**WHAT THE TASK REQUIRES**. What is needed is a faithful copy of all the records.

**DATA TO PROCESS**.
//! Email when a product page shows a price different from the watched price point.

use super::JobDeps;
use crate::core::collab::Notification;
use crate::core::config::HomeflowConfig;
use crate::core::error::{FlowError, TaskError};
use crate::core::flow::{FlowBuilder, FlowGraph, ParameterKind, ParameterSpec, TaskSpec};
use scraper::{Html, Selector};
use serde_json::Value;

pub const NAME: &str = "price-watcher";

pub fn build(config: &HomeflowConfig, deps: &JobDeps) -> Result<FlowGraph, FlowError> {
    let mut flow = FlowBuilder::new(NAME);
    let email = flow.declare(ParameterSpec::required("email").with_kind(ParameterKind::String));
    let price_point =
        flow.declare(ParameterSpec::required("price_point").with_kind(ParameterKind::Number));
    let url = flow.declare(ParameterSpec::required("url").with_kind(ParameterKind::String));

    let http = deps.http.clone();
    let price = flow.add_task(
        TaskSpec::from_async("get_price", move |inputs, _ctx| {
            let http = http.clone();
            async move {
                let url = inputs.kwarg_str("url")?;
                let html = http.get(url).send().await?.error_for_status()?.text().await?;
                let price = extract_price(&html)
                    .map_err(|err| err.with_context("url", url.to_string()))?;
                tracing::info!(url, price, "price fetched");
                Ok(Value::from(price))
            }
        })
        .kwarg("url", url),
    );

    let different = flow.add_task(
        TaskSpec::from_fn("is_different", |inputs| {
            let price_point = inputs.kwarg_f64("price_point")?;
            let price = inputs.kwarg_f64("price")?;
            Ok(Value::Bool(price_point != price))
        })
        .kwarg("price_point", price_point)
        .kwarg("price", price.clone()),
    );

    let subject = config.jobs.price_watcher.subject.clone();
    let notifier = deps.notifier.clone();
    flow.case(&different, true, |flow| {
        let message = flow.add_task(
            TaskSpec::from_fn("create_message", |inputs| {
                Ok(Value::String(create_message(inputs.kwarg_f64("price")?)))
            })
            .kwarg("price", price),
        );
        flow.add_task(
            TaskSpec::from_async("send_email", move |inputs, _ctx| {
                let notifier = notifier.clone();
                let subject = subject.clone();
                async move {
                    let notification = Notification::new(
                        inputs.kwarg_str("email_to")?,
                        subject,
                        inputs.kwarg_str("msg")?,
                    );
                    notifier.send(&notification).await?;
                    Ok(Value::Null)
                }
            })
            .kwarg("msg", message)
            .kwarg("email_to", email),
        );
    });

    Ok(flow.build()?)
}

/// Read the price from the first `<span class="value" content="...">` tag.
pub fn extract_price(html: &str) -> Result<f64, TaskError> {
    let selector =
        Selector::parse("span.value").map_err(|err| TaskError::new(err.to_string()))?;
    let document = Html::parse_document(html);
    let span = document
        .select(&selector)
        .next()
        .ok_or_else(|| TaskError::new("no price tag found on page").with_code("PRICE-001"))?;

    let raw = span.value().attr("content").ok_or_else(|| {
        TaskError::new("price tag has no content attribute").with_code("PRICE-002")
    })?;
    raw.trim().parse::<f64>().map_err(|_| {
        TaskError::new(format!("price '{}' is not a number", raw)).with_code("PRICE-002")
    })
}

pub fn create_message(price: f64) -> String {
    format!("Hi,\n<br>\nYour item has a new price of : {}\n<br>\n", price)
}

**ANSWER BOX**.
//! Email when a product page shows a price different from the watched price point.

use super::JobDeps;
use crate::core::collab::Notification;
use crate::core::config::HomeflowConfig;
use crate::core::error::{FlowError, TaskError};
use crate::core::flow::{FlowBuilder, FlowGraph, ParameterKind, ParameterSpec, TaskSpec};
use scraper::{Html, Selector};
use serde_json::Value;

pub const NAME: &str = "price-watcher";

pub fn build(config: &HomeflowConfig, deps: &JobDeps) -> Result<FlowGraph, FlowError> {
    let mut flow = FlowBuilder::new(NAME);
    let email = flow.declare(ParameterSpec::required("email").with_kind(ParameterKind::String));
    let price_point =
        flow.declare(ParameterSpec::required("price_point").with_kind(ParameterKind::Number));
    let url = flow.declare(ParameterSpec::required("url").with_kind(ParameterKind::String));

    let http = deps.http.clone();
    let price = flow.add_task(
        TaskSpec::from_async("get_price", move |inputs, _ctx| {
            let http = http.clone();
            async move {
                let url = inputs.kwarg_str("url")?;
                let html = http.get(url).send().await?.error_for_status()?.text().await?;
                let price = extract_price(&html)
                    .map_err(|err| err.with_context("url", url.to_string()))?;
                tracing::info!(url, price, "price fetched");
                Ok(Value::from(price))
            }
        })
        .kwarg("url", url),
    );

    let different = flow.add_task(
        TaskSpec::from_fn("is_different", |inputs| {
            let price_point = inputs.kwarg_f64("price_point")?;
            let price = inputs.kwarg_f64("price")?;
            Ok(Value::Bool(price_point != price))
        })
        .kwarg("price_point", price_point)
        .kwarg("price", price.clone()),
    );

    let subject = config.jobs.price_watcher.subject.clone();
    let notifier = deps.notifier.clone();
    flow.case(&different, true, |flow| {
        let message = flow.add_task(
            TaskSpec::from_fn("create_message", |inputs| {
                Ok(Value::String(create_message(inputs.kwarg_f64("price")?)))
            })
            .kwarg("price", price),
        );
        flow.add_task(
            TaskSpec::from_async("send_email", move |inputs, _ctx| {
                let notifier = notifier.clone();
                let subject = subject.clone();
                async move {
                    let notification = Notification::new(
                        inputs.kwarg_str("email_to")?,
                        subject,
                        inputs.kwarg_str("msg")?,
                    );
                    notifier.send(&notification).await?;
                    Ok(Value::Null)
                }
            })
            .kwarg("msg", message)
            .kwarg("email_to", email),
        );
    });

    Ok(flow.build()?)
}

/// Read the price from the first `<span class="value" content="...">` tag.
pub fn extract_price(html: &str) -> Result<f64, TaskError> {
    let selector =
        Selector::parse("span.value").map_err(|err| TaskError::new(err.to_string()))?;
    let document = Html::parse_document(html);
    let span = document
        .select(&selector)
        .next()
        .ok_or_else(|| TaskError::new("no price tag found on page").with_code("PRICE-001"))?;

    let raw = span.value().attr("content").ok_or_else(|| {
        TaskError::new("price tag has no content attribute").with_code("PRICE-002")
    })?;
    raw.trim().parse::<f64>().map_err(|_| {
        TaskError::new(format!("price '{}' is not a number", raw)).with_code("PRICE-002")
    })
}

pub fn create_message(price: f64) -> String {
    format!("Hi,\n<br>\nYour item has a new price of : {}\n<br>\n", price)
}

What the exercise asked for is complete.